In seventeen hundred and forty-four,
The fifth of December, I think ’twas no more,
At five in the morning, by most of the clocks,
We rode from Kilruddery in search of a fox.
The Loughlinstown landlord, the brave Owen Bray,
And Johnny Adair, too, were with us that day;
Joe Debil, Hal Preston, those huntsmen so stout
Dick Holmes, some few others, and so we set out.
We cast off our hounds for an hour or more,
When Wanton set up a most tuneable roar;
‘Hark, Wanton,’ cried Joe, and the rest were not slack;
For Wanton’s no trifler esteemed by the pack;
Old Bounty and Collier came readily in,
And every hound joined in the musical din:
Had Diana been there, she’d been pleased to the life,
And one of the lads got a goddess to wife.
Ten minutes past nine was the time of the day
When Reynard broke cover, and this was his way –
As strong from Killegar, as if he could fear none,
Away he brush’d round by the house of Kilternan,
To Carrickmines thence, and to Cherrywood then,
Steep Shankhill he climbed, and to Ballyman glen,
Bray Common he crossed, leap’d Lord Anglesey’s wall,
And seemed to say, ‘Little I care for you all.’
He ran Bushes Grove up to Carbury Byrnes –
Joe Debil, Hal Preston, kept leading by turns;
The earth it was open, yet he was so stout,
Tho’ he might have got in, still he chose to keep out;
To Malpas high hills was the way that he knew,
At Dalkey’s stone common we had him in view;
He drove on to Bullock, he slunk Glenageary,
And so on to Monkstown, where Larry grew weary.
Thro’ Rochestown wood like an arrow he passed,
And came to the steep hills of Dalkey at last;
There gallantly plunged himself into the sea,
And said in his heart, ‘None can now follow me.’
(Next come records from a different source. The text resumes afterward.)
//! Config file to live gateway: the settings the CLI resolves actually
//! reach the backend.

use std::fs;
use std::time::Duration;

use serde_json::json;
use wiremock::matchers::{header, method, path};
use wiremock::{Mock, MockServer, ResponseTemplate};

use catalog_config::{CatalogConfig, ConfigError, Overrides, Settings};
use catalog_gateway::{Gateway, GatewayOptions, HttpGateway};

use crate::common::app_json;

fn write_config(dir: &tempfile::TempDir, body: &str) -> std::path::PathBuf {
    let path = dir.path().join("config.toml");
    fs::write(&path, body).unwrap();
    path
}

fn gateway_from(settings: Settings) -> HttpGateway {
    HttpGateway::new(settings.backend_url, settings.token, GatewayOptions::default()).unwrap()
}

async fn mount_apps_requiring(server: &MockServer, token: &str) {
    Mock::given(method("GET"))
        .and(path("/databricks/apps"))
        .and(header("authorization", format!("Bearer {token}").as_str()))
        .respond_with(
            ResponseTemplate::new(200).set_body_json(json!({ "apps": [app_json("alpha", None)] })),
        )
        .expect(1)
        .mount(server)
        .await;
}

#[tokio::test]
async fn config_file_drives_the_gateway() {
    let server = MockServer::start().await;
    mount_apps_requiring(&server, "file-token").await;

    let dir = tempfile::tempdir().unwrap();
    let path = write_config(
        &dir,
        &format!(
            r#"
            [backend]
            url = "{}"
            token = "file-token"

            [polling]
            interval_ms = 250
            "#,
            server.uri()
        ),
    );

    let config = CatalogConfig::load_from(&path).unwrap();
    let settings = Settings::resolve(config.as_ref(), Overrides::default()).unwrap();
    assert_eq!(settings.poll_interval, Duration::from_millis(250));

    let apps = gateway_from(settings).list_apps().await.unwrap();
    assert_eq!(apps.len(), 1);
    assert_eq!(apps[0].name, "alpha");
}

#[tokio::test]
async fn flags_beat_the_config_file() {
    let server = MockServer::start().await;
    mount_apps_requiring(&server, "flag-token").await;

    let dir = tempfile::tempdir().unwrap();
    let path = write_config(
        &dir,
        r#"
        [backend]
        url = "http://127.0.0.1:9"
        token = "file-token"
        "#,
    );

    let config = CatalogConfig::load_from(&path).unwrap();
    let settings = Settings::resolve(config.as_ref(), Overrides {
        backend_url: Some(server.uri()),
        token: Some("flag-token".to_string()),
    })
    .unwrap();

    gateway_from(settings).list_apps().await.unwrap();
}

#[test]
fn missing_file_means_defaults() {
    let dir = tempfile::tempdir().unwrap();
    let config = CatalogConfig::load_from(&dir.path().join("absent.toml")).unwrap();
    assert!(config.is_none());

    let err = Settings::resolve(config.as_ref(), Overrides::default()).unwrap_err();
    assert!(matches!(err, ConfigError::MissingBackendUrl));
}

#[test]
fn zero_poll_interval_is_refused() {
    let dir = tempfile::tempdir().unwrap();
    let path = write_config(
        &dir,
        r#"
        [backend]
        url = "http://localhost:8000"

        [polling]
        interval_ms = 0
        "#,
    );

    let config = CatalogConfig::load_from(&path).unwrap();
    let err = Settings::resolve(config.as_ref(), Overrides::default()).unwrap_err();
    assert!(matches!(err, ConfigError::InvalidPollInterval));
}

#[test]
fn malformed_file_names_its_path() {
    let dir = tempfile::tempdir().unwrap();
    let path = write_config(&dir, "[backend\nurl = ");

    let err = CatalogConfig::load_from(&path).unwrap_err();
    assert!(matches!(err, ConfigError::Parse { .. }));
    assert_eq!(err.path(), Some(path.as_path()));
}
//! Failures surfaced by the catalog session, and their user-facing wording.

use std::fmt::Write;

use thiserror::Error;

use catalog_gateway::{FetchError, StartError};

/// The last catalog load failed. Cleared by the next successful load.
#[derive(Debug, Clone, PartialEq, Eq, Error)]
#[error("{message}")]
pub struct CatalogLoadError {
    pub message: String,
    pub status: Option<u16>,
}

impl CatalogLoadError {
    #[must_use]
    pub fn new(message: impl Into<String>) -> Self {
        Self {
            message: message.into(),
            status: None,
        }
    }

    #[must_use]
    pub fn is_auth(&self) -> bool {
        self.status.is_some_and(|s| s == 401 || s == 403) || is_auth_error(&self.message)
    }
}

impl From<&FetchError> for CatalogLoadError {
    fn from(err: &FetchError) -> Self {
        Self {
            message: err.to_string(),
            status: err.status(),
        }
    }
}

impl From<FetchError> for CatalogLoadError {
    fn from(err: FetchError) -> Self {
        Self::from(&err)
    }
}

/// Failure of a request made through a [`crate::CatalogHandle`].
#[derive(Debug, Clone, Error)]
pub enum SessionError {
    #[error("failed to load apps: {0}")]
    Load(#[source] CatalogLoadError),
    #[error(transparent)]
    Start(StartError),
    #[error("catalog session has shut down")]
    Closed,
}

#[must_use]
pub fn is_auth_error(raw: &str) -> bool {
    let lower = raw.to_ascii_lowercase();
    let mentions_token = lower.contains("token")
        || lower.contains("authorization")
        || lower.contains("credential");
    let auth_words = lower.contains("invalid")
        || lower.contains("expired")
        || lower.contains("missing")
        || lower.contains("unauthorized")
        || lower.contains("forbidden");
    let has_code = lower.contains("401") || lower.contains("403");

    (mentions_token && auth_words)
        || (mentions_token && has_code)
        || (has_code && (lower.contains("unauthorized") || lower.contains("forbidden")))
}

/// Render a load failure for the terminal, with a fix hint for auth failures.
#[must_use]
pub fn describe_load_error(err: &CatalogLoadError, config_hint: &str) -> String {
    let mut content = String::from("Failed to load apps.");
    if err.is_auth() {
        let _ = write!(
            content,
            "\n\nThe backend rejected the request as unauthorized.\n\nFix:\n- Set DEMO_CATALOG_TOKEN (env) or add `token` under [backend] in {config_hint}.\n- Then retry."
        );
    }
    let detail = err.message.trim();
    if !detail.is_empty() {
        content.push_str("\n\nDetails: ");
        content.push_str(detail);
    }
    content
}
But soon, to his cost, he perceived that no bounds
Could stop the pursuit of the staunch-mettled hounds.
His policy here did not serve him a rush,
Five couple of Tartars were hard at his brush.
To recover the shore then again was his chift;
But ere he could reach to the cop of the clift,
He found both of speed and of daring a lack,
Being waylaid and killed by the rest of the pack.
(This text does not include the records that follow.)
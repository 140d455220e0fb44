use std::fmt;
use std::str::FromStr;

use serde::{Deserialize, Serialize};
use thiserror::Error;

/// An app name guaranteed to be non-empty (after trimming).
///
/// Used at the user-facing boundary; names received from the backend are
/// taken as-is.
#[derive(Debug, Clone, PartialEq, Eq, Hash, Serialize, Deserialize)]
#[serde(try_from = "String", into = "String")]
pub struct AppName(String);

#[derive(Debug, Error)]
#[error("app name must not be empty")]
pub struct EmptyAppNameError;

impl AppName {
    pub fn new(value: impl Into<String>) -> Result<Self, EmptyAppNameError> {
        let value = value.into();
        let trimmed = value.trim();
        if trimmed.is_empty() {
            Err(EmptyAppNameError)
        } else if trimmed.len() == value.len() {
            Ok(Self(value))
        } else {
            Ok(Self(trimmed.to_string()))
        }
    }

    #[must_use]
    pub fn as_str(&self) -> &str {
        &self.0
    }
}

impl TryFrom<String> for AppName {
    type Error = EmptyAppNameError;

    fn try_from(value: String) -> Result<Self, Self::Error> {
        Self::new(value)
    }
}

impl TryFrom<&str> for AppName {
    type Error = EmptyAppNameError;

    fn try_from(value: &str) -> Result<Self, Self::Error> {
        Self::new(value)
    }
}

impl FromStr for AppName {
    type Err = EmptyAppNameError;

    fn from_str(s: &str) -> Result<Self, Self::Err> {
        Self::new(s)
    }
}

impl From<AppName> for String {
    fn from(value: AppName) -> Self {
        value.0
    }
}

impl std::ops::Deref for AppName {
    type Target = str;

    fn deref(&self) -> &Self::Target {
        self.as_str()
    }
}

impl AsRef<str> for AppName {
    fn as_ref(&self) -> &str {
        self.as_str()
    }
}

impl fmt::Display for AppName {
    fn fmt(&self, f: &mut fmt::Formatter<'_>) -> fmt::Result {
        f.write_str(&self.0)
    }
}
At his death there were present the lads I have sung,
Save Larry, who, riding a garron, was Flung:
Thus ended at length a most delicate chase,
That held us five hours and ten minutes’ space.
The Kilruddery Hunt was jointly written by actor Thomas Mozeen (1720 – 1768) and Owen Bray, of Loughlinstown, County Dublin, who set it to the old Irish tune of “Sighile ni Ghadharadh,” or Celia O’Gara. It was published in a volume called The Lyric Pacquet by Mozeen, in 1764, and soon became enormously popular. The ballad was a prime favourite with Theobald Wolfe Tone, who in a letter dated 25th April 1797, quoted a line of it: “Set out from Cologne ‘at five in the morning by most of the clocks,‘ on my way,” etc.